A Toronto Blue Jays blog for the long-suffering fan.

Grief Desk

Blue Jays Leave 10 On Base in 3-1 Yankees Loss

Six hits, one run, 10 left on base. The box score did not need poetry. It had a receipt.

The Blue Jays did not get smothered on Saturday.

That would have been cleaner.

They were not held without a hit. They were not buried under some instant avalanche. They did not spend nine innings wandering a desert with a canteen full of dust.

They had six hits.

They left 10 on base.

They scored once.

There are losses where the other team simply shoves you into the river. This 3-1 home loss to the New York Yankees was not that. This was Toronto walking itself to the edge, looking down, and somehow still seeming surprised by the splash.

The Yankees had three runs on five hits and left four on base. The Jays had one run on six hits and left 10.

A person can stare at that for a while.

It does not get prettier.

One swing, then the long quiet

Kazuma Okamoto gave the game its one good Toronto sound.

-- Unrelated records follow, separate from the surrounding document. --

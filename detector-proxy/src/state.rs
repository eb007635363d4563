//! Shared application state.

use std::sync::Arc;

use crate::config::Config;
use crate::upstream::{InferenceService, WatsonClient};

/// Shared application state passed to all handlers.
pub struct AppState {
    pub config: Config,
    pub upstream: Arc<dyn InferenceService>,
}

impl AppState {
    pub fn new(config: Config, upstream: Arc<dyn InferenceService>) -> Self {
        Self { config, upstream }
    }

    /// State backed by the Watson services named in the configuration.
    pub fn from_config(config: Config) -> Self {
        let upstream = Arc::new(WatsonClient::new(&config.watson));
        Self::new(config, upstream)
    }
}
//! Health check endpoint.

use std::sync::Arc;

use axum::extract::State;
use axum::Json;
use chrono::{SecondsFormat, Utc};
use detector_common::HealthResponse;

use crate::state::AppState;

pub const SERVICE_NAME: &str = "AI Detector Proxy";
pub const ANALYSIS_MODE: &str = "Full paragraph analysis";

/// GET /api/health - Static status, never touches the upstream.
pub async fn health(State(state): State<Arc<AppState>>) -> Json<HealthResponse> {
    Json(HealthResponse {
        status: "healthy".to_string(),
        timestamp: Utc::now().to_rfc3339_opts(SecondsFormat::Millis, true),
        service: SERVICE_NAME.to_string(),
        mode: ANALYSIS_MODE.to_string(),
        api_configured: !state.config.watson.api_key.is_empty(),
    })
}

In the bottom of the third, he homered off Cam Schlittler on a line drive to left field. It was his 15th home run. It put the Blue Jays ahead 1-0.

For a few minutes, you could pretend.

The first two innings had been scoreless. Kevin Gausman was doing Kevin Gausman things. The Yankees had not yet damaged the scoreboard. At home, against New York, a 1-0 lead can feel larger than it is, if you are willing to lie gently to yourself.

Then the fourth arrived.

Jasson Domínguez homered off Gausman on a line drive to right field, and the game was tied 1-1.

That was not the end of anything. It should not have been. A tie in the fourth is an invitation to keep playing baseball with some sense of ambition.

Toronto answered with silence.

Not total silence, which is almost the cruel part.

There were hits. There was traffic. There were enough baserunners to make the final line feel less like domination and more like neglect.

The scoreboard, however, did not care about the texture.

It only counted the one.

The 10 left behind

The hits came from Okamoto, Ernie Clement, Charles McAdoo, Andrés Giménez, Brandon Valenzuela, and Yohendrick Piñango.

That should be the start of a functional paragraph.

Instead, it is an inventory of stranded furniture after the house has been emptied.

Okamoto went 1-for-3 with the homer and the lone RBI. Clement went 1-for-4. McAdoo went 1-for-4. Giménez went 1-for-4. Valenzuela went 1-for-3. Piñango went 1-for-2.

There were useful pieces scattered around.

They never became a useful inning.

Nathan Lukes went 0-for-4. George Springer went 0-for-4. Jesús Sánchez went 0-for-3. Again, this is not about scolding individual players as if a hard game becomes easier when someone on a couch clears his throat loudly enough.

It is about the shape of the whole thing.

One run on six hits.

Ten left on base.

At some point, the box score stops being a report and starts being a sigh.


Gausman should not need perfection

Kevin Gausman gave the Blue Jays seven innings with one earned run and seven strikeouts.

That is enough to ask for a win without sounding greedy.

Not a blowout. Not a parade. Just a normal, adult baseball victory where the starting pitcher carries the night deep enough that the offence finds more than one run.

The Blue Jays pitching totals were nine strikeouts and three earned runs. Tyler Rogers had one inning with no earned runs and one strikeout. Louis Varland had one inning with two earned runs and one strikeout.

The ninth is where the final accounting got ugly.

Paul Goldschmidt homered off Varland on a fly ball to left field, and Cody Bellinger scored. The 1-1 game became a 3-1 game.

That swing will be remembered because it changed the score late.

Fair enough.

But the older wound was Toronto’s inability to move the game before that. If you let a 1-1 tie sit on the counter long enough, eventually someone knocks it off.

The Yankees did.

The Blue Jays watched the pieces settle.

The season keeps matching the night

The larger numbers are not a rescue.

Toronto is 34-37, with a .479 winning percentage. Third in the division. 5-5 over the last 10. An L1 after Saturday.

Perfectly mediocre in the way that wears a person down.

Not hopeless enough to stop watching. Not convincing enough to watch peacefully.

The season totals say this team has scored 290 runs in 71 games, with 4.08 runs per game, a .249 batting average, a .701 OPS, and 68 home runs.

So Saturday was not a verdict on the entire offence.

It was just another exhibit.

A team that has produced over the season still found a way, at home against the Yankees, to turn six hits and a strong Gausman start into one lonely run.

Today, the Yankees are back. Patrick Corbin is listed for Toronto. Will Warren is listed for New York.

The schedule does not pause for anyone to collect the runners Toronto left behind.

It just rolls on, indifferent and freshly cruel.